Blogging and syndicated data technologies in general have yet to fully test the fires of hostile computing world. As their prime time nears, they will be subject to abuse and exploitation.

For example, the primary mechanism behind podcast, RSS enclosure, can be used to deliver worms and worse to the desktops. If there are any vulnerabilities in iPod (or any MP3 player hooked up to podcast sync client) codec, then podcasting is a good way to deliver overflow inducing content.

While some might consider social networking aspect of blogging and syndicated data as enhancing security, I see it more as a potential problem because I think trust itself is a primary source of vulnerability.

If you subscribe to 1000 feeds, you are hanging on a chain with 1000 links. Each of those 1000 links (feeds) are potential targets for hackers to attack to gain control over its content. All they need is one vulnerable feed hosting server to change what is delivered to your desktop. If you are using an insecure news client that pools news items from multiple sources, a hacker in control of Ponzi's Schemes feed (hi Ponzi :-)) will be able to send out posts that looks as if they came from the American Express feed.
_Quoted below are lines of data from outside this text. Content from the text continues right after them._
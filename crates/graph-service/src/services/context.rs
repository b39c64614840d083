//! Service context - dependency container for services
//!
//! Holds the edge store, the collaborator directories, and the edge policy.

use std::sync::Arc;

use graph_common::EdgePolicyConfig;
use graph_core::traits::{ChannelDirectory, ContentRegistry, EdgeStore};

use super::error::{ServiceError, ServiceResult};

/// Service context containing all dependencies
///
/// Cloning is cheap; every dependency sits behind an `Arc`.
#[derive(Clone)]
pub struct ServiceContext {
    edge_store: Arc<dyn EdgeStore>,
    channels: Arc<dyn ChannelDirectory>,
    content: ContentRegistry,
    policy: EdgePolicyConfig,
}

impl ServiceContext {
    /// Create a new service context with all dependencies
    pub fn new(
        edge_store: Arc<dyn EdgeStore>,
        channels: Arc<dyn ChannelDirectory>,
        content: ContentRegistry,
        policy: EdgePolicyConfig,
    ) -> Self {
        Self {
            edge_store,
            channels,
            content,
            policy,
        }
    }

    /// Start building a context
    pub fn builder() -> ServiceContextBuilder {
        ServiceContextBuilder::new()
    }

    /// Get the edge store
    pub fn edge_store(&self) -> &dyn EdgeStore {
        self.edge_store.as_ref()
    }

    /// Get the channel directory
    pub fn channels(&self) -> &dyn ChannelDirectory {
        self.channels.as_ref()
    }

    /// Get the content catalogs, keyed by target type
    pub fn content(&self) -> &ContentRegistry {
        &self.content
    }

    /// Get the self-edge and retry policy
    pub fn policy(&self) -> &EdgePolicyConfig {
        &self.policy
    }
}

impl std::fmt::Debug for ServiceContext {
    fn fmt(&self, f: &mut std::fmt::Formatter<'_>) -> std::fmt::Result {
        f.debug_struct("ServiceContext")
            .field("edge_store", &"EdgeStore")
            .field("channels", &"ChannelDirectory")
            .field("content", &self.content)
            .field("policy", &self.policy)
            .finish()
    }
}

/// Builder for creating ServiceContext with custom configuration
#[derive(Default)]
pub struct ServiceContextBuilder {
    edge_store: Option<Arc<dyn EdgeStore>>,
    channels: Option<Arc<dyn ChannelDirectory>>,
    content: ContentRegistry,
    policy: EdgePolicyConfig,
}

impl ServiceContextBuilder {
    pub fn new() -> Self {
        Self::default()
    }

    pub fn edge_store(mut self, store: Arc<dyn EdgeStore>) -> Self {
        self.edge_store = Some(store);
        self
    }

    pub fn channels(mut self, directory: Arc<dyn ChannelDirectory>) -> Self {
        self.channels = Some(directory);
        self
    }

    pub fn content(mut self, content: ContentRegistry) -> Self {
        self.content = content;
        self
    }

    pub fn policy(mut self, policy: EdgePolicyConfig) -> Self {
        self.policy = policy;
        self
    }

    /// Build the ServiceContext
    ///
    /// # Errors
    /// Returns `ServiceError::Validation` if a dependency is missing, a
    /// target type has no content catalog, or the retry bound is zero
    pub fn build(self) -> ServiceResult<ServiceContext> {
        let edge_store = self
            .edge_store
            .ok_or_else(|| ServiceError::validation("edge_store is required"))?;
        let channels = self
            .channels
            .ok_or_else(|| ServiceError::validation("channels is required"))?;

        let missing = self.content.missing();
        if !missing.is_empty() {
            let names: Vec<_> = missing.iter().map(|t| t.as_str()).collect();
            return Err(ServiceError::validation(format!(
                "no content catalog for: {}",
                names.join(", ")
            )));
        }

        if self.policy.toggle_max_attempts == 0 {
            return Err(ServiceError::validation(
                "toggle_max_attempts must be at least 1",
            ));
        }

        Ok(ServiceContext::new(
            edge_store,
            channels,
            self.content,
            self.policy,
        ))
    }
}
Some of these problems are easy to fix, some are not. But it's difficult to fix them if you haven't thought about these issues and not many have so far because we were too busy enjoying the heat of creation and smelling the morning rose petals.

I think engineers at Microsoft who had more than their fair share of security-related criticisms will be able to help out in enumerating and addressing the security issues in blogging and syndicated technologies.

That's all.


FYI, this post is being slashdotted today. You can find their comments at Slashdot and AlterSlash. So far I am happy to see this blog withstand being Slashdoted and Farked at the same time. My fingers are still crossed though. Back to my work pile.